Pop! Pop! Pop! Pop! Pop!

“I’m good!”

Pop! Pop! Pop! Pop! Pop!

Battle adjusted his grip on his rifle. His butt was resting on his heels, his weight on the balls of his feet as he leaned against the building in a narrow alleyway leading onto the main street. He couldn’t pinpoint the location of the rifle fire. Another volley zipped past him, a pair of bullets crumbling the clay brick a foot above his head.

Pop! Pop! Pop! Pop! Pop! Pop! Pop! Pop! Pop! Pop!

Battle backed further into the alley. He knew somebody was spotting him and relaying location information to the shooter. The shots were too accurate for the random sniper fire they encountered.

Battle stayed low, moving back to Buck’s position. Once he’d disappeared from the alley, the gunfire stopped.

“We’re pinned?” Buck asked, the color gone from his face. His skin looked almost translucent.

Battle nodded. “Yeah. And we’re about to lose daylight. I’ve got to find another way out of here.”

 

CHAPTER 4

OCTOBER 15, 2037, 5:09 AM

SCOURGE + 5 YEARS

ABILENE, TEXAS

 

Cyrus Skinner blinked his eyes open. His leg was dangling off the edge of his bed and his toes were cold. A nightlight he kept plugged into the outlet closest to the bed was dark. The power was out again.

Skinner slid his leg back under the sheet and rolled onto his back. He stared into the dark at the ceiling and sighed, rolling back onto his stomach. It was more than twenty-four hours since he’d sent Queho southeast to take care of the rancher he knew as Mad Max.

The reclusive rancher had already killed at least three of his men. He knew that for sure. There was a good chance the posse boss Rudabaugh and his posse were buzzard food. And now, Queho hadn’t come back.

Skinner grunted and reached over to a nightstand, dragging his lighter and cigarettes into bed with him. He turned onto his back and scooted up on his elbows. With a half-empty feather pillow propped between his back and the headboard, he shook a cigarette free of its package and lit it with a couple of puffs. He drew in a deep breath and held it. The familiar buzz filtered into his bloodstream and he exhaled through his nose. Smoke plumed around him. He sucked in another drag; the bright orange glow hanging from his lips intensified. It was the only light in the room.

Skinner rubbed his jaw, scratching the three-day-old growth. He had a decision to make.

Clearly Mad Max, and the woman he was keeping from them, was far more of a problem than he’d anticipated.

Skinner was an area captain, a job which came with certain privileges and responsibilities. Being a captain meant all of the bosses in his area, which stretched from east of Abilene, west to Midland, and then north to Lubbock and Amarillo, reported to him. It was a triangular territory that had as many roadrunners as people, strategically important to the Cartel’s hold on power.

In the months after the Scourge, a coalition of previously warring criminal organizations had seen the mutual benefit of joining forces. They’d inflicted heavy casualties on a less-than-inspired US military.

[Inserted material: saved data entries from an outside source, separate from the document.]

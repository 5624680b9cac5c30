//! End-to-end tests for the `events` ping.

use chrono::{TimeZone, Utc};
use glean_server::telemetry::{BackendTestEventEvent, EventsPing, EventsPingEvent};
use glean_server::{GleanEventsLogger, RecordError, RequestInfo};
use serde_json::json;
use uuid::Uuid;

use crate::integration::{decode_line, logger_with_buffer, test_identity};

fn sample_ping(event: Option<Box<dyn EventsPingEvent>>) -> EventsPing {
    EventsPing {
        metric_name: "hello".to_string(),
        metric_request_bool: true,
        metric_request_count: 3,
        metric_request_datetime: Utc.with_ymd_and_hms(2024, 6, 1, 12, 30, 15).unwrap(),
        event,
    }
}

fn test_event() -> Box<dyn EventsPingEvent> {
    Box::new(BackendTestEventEvent {
        event_field_string: "x".to_string(),
        event_field_quantity: 5,
        event_field_bool: false,
    })
}

#[test]
fn end_to_end_events_ping() {
    let (logger, buffer) = logger_with_buffer();
    let request = RequestInfo::new("curl/8", "10.0.0.1");
    logger
        .record_events_ping(&request, &sample_ping(Some(test_event())))
        .unwrap();

    let out = buffer.contents();
    assert!(out.ends_with('\n'));
    assert!(!out.ends_with("\n\n"));
    let lines = buffer.lines();
    assert_eq!(lines.len(), 1);

    let (envelope, payload) = decode_line(&lines[0]);
    assert_eq!(envelope["Logger"], "glean");
    assert_eq!(envelope["Type"], "glean-server-event");
    assert!(envelope["Timestamp"].as_str().unwrap().parse::<u128>().is_ok());

    let fields = &envelope["Fields"];
    assert_eq!(fields["document_namespace"], "myapp");
    assert_eq!(fields["document_type"], "events");
    assert_eq!(fields["document_version"], "1");
    assert_eq!(fields["user_agent"], "curl/8");
    assert_eq!(fields["ip_address"], "10.0.0.1");
    assert!(fields["payload"].is_string());
    Uuid::parse_str(fields["document_id"].as_str().unwrap()).unwrap();

    assert_eq!(payload["metrics"]["string"]["metric.name"], "hello");
    assert_eq!(payload["metrics"]["boolean"]["metric.request_bool"], true);
    assert_eq!(payload["metrics"]["quantity"]["metric.request_count"], 3);
    assert_eq!(
        payload["metrics"]["datetime"]["metric.request_datetime"],
        "2024-06-01T12:30:15.000Z"
    );

    let event = &payload["events"][0];
    assert_eq!(event["category"], "backend");
    assert_eq!(event["name"], "test_event");
    assert!(event["timestamp"].is_i64());
    assert_eq!(
        event["extra"],
        json!({
            "event_field_string": "x",
            "event_field_quantity": "5",
            "event_field_bool": "false"
        })
    );

    let client_info = &payload["client_info"];
    assert_eq!(client_info["app_display_version"], "1.0");
    assert_eq!(client_info["app_channel"], "prod");
    assert_eq!(client_info["os"], "Unknown");
}

#[test]
fn ping_info_is_constant_seq_with_equal_times() {
    let (logger, buffer) = logger_with_buffer();
    logger
        .record_events_ping_without_user_info(&sample_ping(None))
        .unwrap();

    let (_, payload) = decode_line(&buffer.lines()[0]);
    let ping_info = &payload["ping_info"];
    assert_eq!(ping_info["seq"], 0);
    assert_eq!(ping_info["start_time"], ping_info["end_time"]);

    let start = ping_info["start_time"].as_str().unwrap();
    assert_eq!(start.len(), 24);
    assert!(start.ends_with('Z'));
    chrono::DateTime::parse_from_rfc3339(start).unwrap();
    assert_eq!(payload["events"], json!([]));
}

#[test]
fn without_user_info_matches_empty_request_info() {
    let (logger, buffer) = logger_with_buffer();
    logger
        .record_events_ping_without_user_info(&sample_ping(Some(test_event())))
        .unwrap();
    logger
        .record_events_ping(&RequestInfo::empty(), &sample_ping(Some(test_event())))
        .unwrap();

    let lines = buffer.lines();
    assert_eq!(lines.len(), 2);
    let (first, _) = decode_line(&lines[0]);
    let (second, _) = decode_line(&lines[1]);
    for fields in [&first["Fields"], &second["Fields"]] {
        let object = fields.as_object().unwrap();
        assert!(!object.contains_key("user_agent"));
        assert!(!object.contains_key("ip_address"));
    }

    let keys = |v: &serde_json::Value| {
        v.as_object()
            .unwrap()
            .keys()
            .cloned()
            .collect::<Vec<_>>()
    };
    assert_eq!(keys(&first["Fields"]), keys(&second["Fields"]));
}

#[test]
fn document_ids_differ_between_calls() {
    let (logger, buffer) = logger_with_buffer();
    for _ in 0..50 {
        logger
            .record_events_ping_without_user_info(&sample_ping(None))
            .unwrap();
    }

    let mut ids: Vec<String> = buffer
        .lines()
        .iter()
        .map(|line| {
            let (envelope, _) = decode_line(line);
            envelope["Fields"]["document_id"].as_str().unwrap().to_string()
        })
        .collect();
    assert_eq!(ids.len(), 50);
    for id in &ids {
        Uuid::parse_str(id).unwrap();
    }
    ids.sort();
    ids.dedup();
    assert_eq!(ids.len(), 50);
}

#[test]
fn unconfigured_logger_rejects_every_variant() {
    let logger = GleanEventsLogger::new(test_identity());
    let request = RequestInfo::new("curl/8", "10.0.0.1");

    assert!(matches!(
        logger.record_events_ping(&request, &sample_ping(None)),
        Err(RecordError::NotConfigured)
    ));
    assert!(matches!(
        logger.record_events_ping_without_user_info(&sample_ping(None)),
        Err(RecordError::NotConfigured)
    ));
    assert!(matches!(
        logger.record(
            "events",
            &request,
            glean_server::telemetry::Metrics::new(),
            Vec::new()
        ),
        Err(RecordError::NotConfigured)
    ));
}

#[test]
fn event_timestamp_precedes_emission() {
    let (logger, buffer) = logger_with_buffer();
    let before = Utc::now().timestamp_millis();
    logger
        .record_events_ping_without_user_info(&sample_ping(Some(test_event())))
        .unwrap();

    let (envelope, payload) = decode_line(&buffer.lines()[0]);
    let event_ts = payload["events"][0]["timestamp"].as_i64().unwrap();
    let envelope_ns: u128 = envelope["Timestamp"].as_str().unwrap().parse().unwrap();
    assert!(event_ts >= before);
    assert!((event_ts as u128) <= envelope_ns / 1_000_000);
}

Rather than engage in a bloody war with its own people during a time when there was no appetite for more death, what was left of the United States military and border patrol had retreated. It had given up control to the coalition of gangs, drug traffickers, and ex-cons, abdicating its claim to roughly two hundred and seventy thousand miles between Louisiana, Oklahoma, and New Mexico. The Cartel had been quick to establish a wide area of influence, forming a paramilitary hierarchy to control and oppress those who lived within their staked claim.

The Cartel’s highest levels of leadership, who called themselves generals, chose the nastiest of the nasty to lead four key areas. They were called captains. Those captains then chose their bosses. Bosses recruited grunts. Grunts harassed, robbed, beat, tortured, raped, or killed whoever didn’t submit to their will. Sometimes they did those things regardless.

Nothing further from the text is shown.